What the exercise asks: Lines from the top of the entries down to the line with "use crate::GeometryError;" must be set down exactly as they stand, with both ends retained.

Stored items:
===
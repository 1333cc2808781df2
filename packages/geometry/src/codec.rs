//! `GeoJSON` polygon decoding/encoding and planar measures.

use std::path::{Path, PathBuf};

use geo::{Area, BooleanOps, BoundingRect, MultiPolygon, Polygon, Simplify};
use geojson::GeoJson;
use metalert_models::BoundingBox;
use serde_json::{Map, Value};

use crate::GeometryError;

/// Keys of an encoded Feature that extra properties may not overwrite.
pub const RESERVED_KEYS: &[&str] = &["type", "geometry"];

/// Where [`decode`] reads its input from.
#[derive(Debug, Clone, Copy)]
pub enum GeometrySource<'a> {
    /// An already-parsed JSON value: a geometry object, or a Feature whose
    /// `geometry` key holds one.
    Json(&'a Value),
    /// A file containing such a JSON value.
    File(&'a Path),
}

impl<'a> From<&'a Value> for GeometrySource<'a> {
    fn from(value: &'a Value) -> Self {
        Self::Json(value)
    }
}

impl<'a> From<&'a Path> for GeometrySource<'a> {
    fn from(path: &'a Path) -> Self {
        Self::File(path)
    }
}

impl<'a> From<&'a PathBuf> for GeometrySource<'a> {
    fn from(path: &'a PathBuf) -> Self {
        Self::File(path.as_path())
    }
}

/// A decoded polygon, keeping track of whether it was a single Polygon or a
/// `MultiPolygon` so it encodes back to the same type.
#[derive(Debug, Clone, PartialEq)]
pub enum PolygonShape {
    /// A single polygon (exterior ring plus holes).
    Polygon(Polygon<f64>),
    /// Several polygons.
    MultiPolygon(MultiPolygon<f64>),
}

impl PolygonShape {
    /// The shape as a `MultiPolygon`, wrapping a single polygon if needed.
    #[must_use]
    pub fn to_multi_polygon(&self) -> MultiPolygon<f64> {
        match self {
            Self::Polygon(p) => MultiPolygon(vec![p.clone()]),
            Self::MultiPolygon(mp) => mp.clone(),
        }
    }

    /// `GeoJSON` geometry object (`{"type": ..., "coordinates": ...}`).
    #[must_use]
    pub fn to_geojson(&self) -> Value {
        let value = match self {
            Self::Polygon(p) => geojson::Value::from(p),
            Self::MultiPolygon(mp) => geojson::Value::from(mp),
        };
        Value::Object(geojson::JsonObject::from(&geojson::Geometry::new(value)))
    }

    /// Planar (unsigned) area.
    #[must_use]
    pub fn area(&self) -> f64 {
        match self {
            Self::Polygon(p) => p.unsigned_area(),
            Self::MultiPolygon(mp) => mp.unsigned_area(),
        }
    }

    /// Bounding box.
    ///
    /// # Errors
    ///
    /// Returns [`GeometryError::InvalidGeometry`] for an empty shape.
    pub fn bounds(&self) -> Result<BoundingBox, GeometryError> {
        let rect = match self {
            Self::Polygon(p) => p.bounding_rect(),
            Self::MultiPolygon(mp) => mp.bounding_rect(),
        }
        .ok_or_else(|| GeometryError::InvalidGeometry("polygon has no coordinates".to_string()))?;

        Ok(BoundingBox::new(
            rect.min().x,
            rect.min().y,
            rect.max().x,
            rect.max().y,
        ))
    }

    /// Planar area of the intersection of `self` and `other`.
    #[must_use]
    pub fn intersection_area(&self, other: &Self) -> f64 {
        self.to_multi_polygon()
            .intersection(&other.to_multi_polygon())
            .unsigned_area()
    }

    /// Ramer-Douglas-Peucker simplification with the given tolerance.
    #[must_use]
    pub fn simplify(&self, tolerance: f64) -> Self {
        match self {
            Self::Polygon(p) => Self::Polygon(p.simplify(tolerance)),
            Self::MultiPolygon(mp) => Self::MultiPolygon(mp.simplify(tolerance)),
        }
    }
}

/// Decodes a Polygon or `MultiPolygon` from a JSON value or a file.
///
/// A Feature (any object with a `geometry` key) is unwrapped first.
///
/// # Errors
///
/// * [`GeometryError::SourceUnavailable`] if the file cannot be read
/// * [`GeometryError::MalformedInput`] if the value is not a JSON object, or
///   the file does not contain JSON
/// * [`GeometryError::InvalidGeometry`] if the object is not a valid
///   Polygon or `MultiPolygon`
pub fn decode<'a>(input: impl Into<GeometrySource<'a>>) -> Result<PolygonShape, GeometryError> {
    match input.into() {
        GeometrySource::Json(value) => decode_value(value),
        GeometrySource::File(path) => {
            let contents = std::fs::read_to_string(path).map_err(|e| {
                log::error!("{} could not be read: {e}", path.display());
                GeometryError::SourceUnavailable {
                    path: path.to_path_buf(),
                    reason: e.to_string(),
                }
            })?;
            let value: Value = serde_json::from_str(&contents).map_err(|e| {
                GeometryError::MalformedInput(format!("{}: {e}", path.display()))
            })?;
            decode_value(&value)
        }
    }
}

/// Decodes a Polygon or `MultiPolygon` from JSON text.
///
/// # Errors
///
/// See [`decode`].
pub fn decode_str(text: &str) -> Result<PolygonShape, GeometryError> {
    let value: Value =
        serde_json::from_str(text).map_err(|e| GeometryError::MalformedInput(e.to_string()))?;
    decode_value(&value)
}

fn decode_value(value: &Value) -> Result<PolygonShape, GeometryError> {
    let Value::Object(object) = value else {
        return Err(GeometryError::MalformedInput(format!(
            "expected a JSON object, got {}",
            json_kind(value)
        )));
    };

    let geometry = object.get("geometry").unwrap_or(value);

    let geojson = GeoJson::from_json_value(geometry.clone())
        .map_err(|e| GeometryError::InvalidGeometry(format!("not a valid GeoJSON object: {e}")))?;

    let GeoJson::Geometry(geometry) = geojson else {
        return Err(GeometryError::InvalidGeometry(
            "expected a GeoJSON geometry".to_string(),
        ));
    };

    let geo_geom: geo::Geometry<f64> = geometry
        .try_into()
        .map_err(|e| GeometryError::InvalidGeometry(format!("{e}")))?;

    match geo_geom {
        geo::Geometry::Polygon(p) => Ok(PolygonShape::Polygon(p)),
        geo::Geometry::MultiPolygon(mp) => Ok(PolygonShape::MultiPolygon(mp)),
        other => Err(GeometryError::InvalidGeometry(format!(
            "expected Polygon or MultiPolygon, got {}",
            geometry_kind(&other)
        ))),
    }
}

/// Wraps `polygon` into a `GeoJSON` Feature, merging `extra` into the
/// top-level object.
///
/// If `extra` contains a reserved key (`type` or `geometry`) nothing is
/// merged and a warning is logged.
#[must_use]
pub fn encode(polygon: &PolygonShape, extra: &Map<String, Value>) -> Value {
    let mut feature = Map::new();
    feature.insert("type".to_string(), Value::from("Feature"));
    feature.insert("geometry".to_string(), polygon.to_geojson());

    if RESERVED_KEYS.iter().any(|key| extra.contains_key(*key)) {
        log::warn!("Cannot append extra arguments due to overlap in keys.");
    } else {
        feature.extend(extra.iter().map(|(k, v)| (k.clone(), v.clone())));
    }

    Value::Object(feature)
}

/// Planar area of `polygon`.
#[must_use]
pub fn area(polygon: &PolygonShape) -> f64 {
    polygon.area()
}

/// Bounding box of `polygon`.
///
/// # Errors
///
/// Returns [`GeometryError::InvalidGeometry`] for an empty polygon.
pub fn bounds(polygon: &PolygonShape) -> Result<BoundingBox, GeometryError> {
    polygon.bounds()
}

/// Planar area of the intersection of `a` and `b`.
#[must_use]
pub fn intersection_area(a: &PolygonShape, b: &PolygonShape) -> f64 {
    a.intersection_area(b)
}

/// Simplifies `polygon` with the given tolerance.
#[must_use]
pub fn simplify(polygon: &PolygonShape, tolerance: f64) -> PolygonShape {
    polygon.simplify(tolerance)
}

const fn json_kind(value: &Value) -> &'static str {
    match value {
        Value::Null => "null",
        Value::Bool(_) => "a boolean",
        Value::Number(_) => "a number",
        Value::String(_) => "a string",
        Value::Array(_) => "an array",
        Value::Object(_) => "an object",
    }
}

const fn geometry_kind(geometry: &geo::Geometry<f64>) -> &'static str {
    match geometry {
        geo::Geometry::Point(_) => "Point",
        geo::Geometry::Line(_) => "Line",
        geo::Geometry::LineString(_) => "LineString",
        geo::Geometry::Polygon(_) => "Polygon",
        geo::Geometry::MultiPoint(_) => "MultiPoint",
        geo::Geometry::MultiLineString(_) => "MultiLineString",
        geo::Geometry::MultiPolygon(_) => "MultiPolygon",
        geo::Geometry::GeometryCollection(_) => "GeometryCollection",
        geo::Geometry::Rect(_) => "Rect",
        geo::Geometry::Triangle(_) => "Triangle",
    }
}

#[cfg(test)]
mod tests {
    use super::*;
    use serde_json::json;

    fn unit_square() -> Value {
        json!({
            "type": "Polygon",
            "coordinates": [[[1.0, 1.0], [2.0, 1.0], [2.0, 2.0], [1.0, 2.0], [1.0, 1.0]]]
        })
    }

    #[test]
    fn decodes_polygon_and_measures_it() {
        let shape = decode(&unit_square()).unwrap();
        assert!(matches!(shape, PolygonShape::Polygon(_)));
        assert!((area(&shape) - 1.0).abs() < 1e-12);
        assert_eq!(bounds(&shape).unwrap(), BoundingBox::new(1.0, 1.0, 2.0, 2.0));
    }

    #[test]
    fn unwraps_features() {
        let feature = json!({"type": "Feature", "properties": {}, "geometry": unit_square()});
        let shape = decode(&feature).unwrap();
        assert!((shape.area() - 1.0).abs() < 1e-12);
    }

    #[test]
    fn rejects_non_polygons() {
        let point = json!({"type": "Point", "coordinates": [1.0, 2.0]});
        assert!(matches!(
            decode(&point),
            Err(GeometryError::InvalidGeometry(_))
        ));

        let garbage = json!({"foo": "bar"});
        assert!(matches!(
            decode(&garbage),
            Err(GeometryError::InvalidGeometry(_))
        ));

        assert!(matches!(
            decode(&json!([1, 2, 3])),
            Err(GeometryError::MalformedInput(_))
        ));
    }

    #[test]
    fn missing_file_is_source_unavailable() {
        let path = std::env::temp_dir().join("metalert_codec_missing.geojson");
        let _ = std::fs::remove_file(&path);
        assert!(matches!(
            decode(&path),
            Err(GeometryError::SourceUnavailable { .. })
        ));
    }

    #[test]
    fn reads_geometry_from_file() {
        let dir = std::env::temp_dir().join("metalert_codec_file");
        let _ = std::fs::remove_dir_all(&dir);
        std::fs::create_dir_all(&dir).unwrap();

        let path = dir.join("square.geojson");
        std::fs::write(&path, unit_square().to_string()).unwrap();
        assert!((decode(&path).unwrap().area() - 1.0).abs() < 1e-12);

        let bad = dir.join("bad.geojson");
        std::fs::write(&bad, "not json").unwrap();
        assert!(matches!(
            decode(&bad),
            Err(GeometryError::MalformedInput(_))
        ));

        let _ = std::fs::remove_dir_all(&dir);
    }

    #[test]
    fn encode_round_trips_geometry() {
        let multi = json!({
            "type": "MultiPolygon",
            "coordinates": [
                [[[0.0, 0.0], [1.0, 0.0], [1.0, 1.0], [0.0, 1.0], [0.0, 0.0]]],
                [[[5.0, 5.0], [6.0, 5.0], [6.0, 6.0], [5.0, 5.0]]]
            ]
        });

        for input in [unit_square(), multi] {
            let encoded = encode(&decode(&input).unwrap(), &Map::new());
            assert_eq!(encoded["type"], "Feature");
            assert_eq!(encoded["geometry"], input);
        }
    }

    #[test]
    fn encode_refuses_reserved_extra_keys() {
        let shape = decode(&unit_square()).unwrap();

        let mut extra = Map::new();
        extra.insert("properties".to_string(), json!({"name": "Oslo"}));
        let encoded = encode(&shape, &extra);
        assert_eq!(encoded["properties"]["name"], "Oslo");

        extra.insert("type".to_string(), json!("Bogus"));
        let encoded = encode(&shape, &extra);
        assert_eq!(encoded["type"], "Feature");
        assert!(encoded.get("properties").is_none());
    }

    #[test]
    fn intersection_area_of_overlapping_squares() {
        let a = decode_str(
            r#"{"type":"Polygon","coordinates":[[[0,0],[2,0],[2,2],[0,2],[0,0]]]}"#,
        )
        .unwrap();
        let b = decode_str(
            r#"{"type":"Polygon","coordinates":[[[1,1],[3,1],[3,3],[1,3],[1,1]]]}"#,
        )
        .unwrap();
        let c = decode_str(
            r#"{"type":"Polygon","coordinates":[[[5,5],[6,5],[6,6],[5,6],[5,5]]]}"#,
        )
        .unwrap();

        assert!((intersection_area(&a, &b) - 1.0).abs() < 1e-9);
        assert!(intersection_area(&a, &c).abs() < 1e-12);
    }

    #[test]
    fn simplify_drops_collinear_vertices() {
        let shape = decode_str(
            r#"{"type":"Polygon","coordinates":[[[0,0],[1,0.001],[2,0],[2,2],[0,2],[0,0]]]}"#,
        )
        .unwrap();
        let PolygonShape::Polygon(simple) = simplify(&shape, 0.01) else {
            panic!("expected a polygon");
        };
        assert_eq!(simple.exterior().0.len(), 5);
    }
}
===
Response for this exercise:
repository 1333cc2808781df2
filename packages/geometry/src/codec.rs
//! `GeoJSON` polygon decoding/encoding and planar measures.

use std::path::{Path, PathBuf};

use geo::{Area, BooleanOps, BoundingRect, MultiPolygon, Polygon, Simplify};
use geojson::GeoJson;
use metalert_models::BoundingBox;
use serde_json::{Map, Value};

use crate::GeometryError;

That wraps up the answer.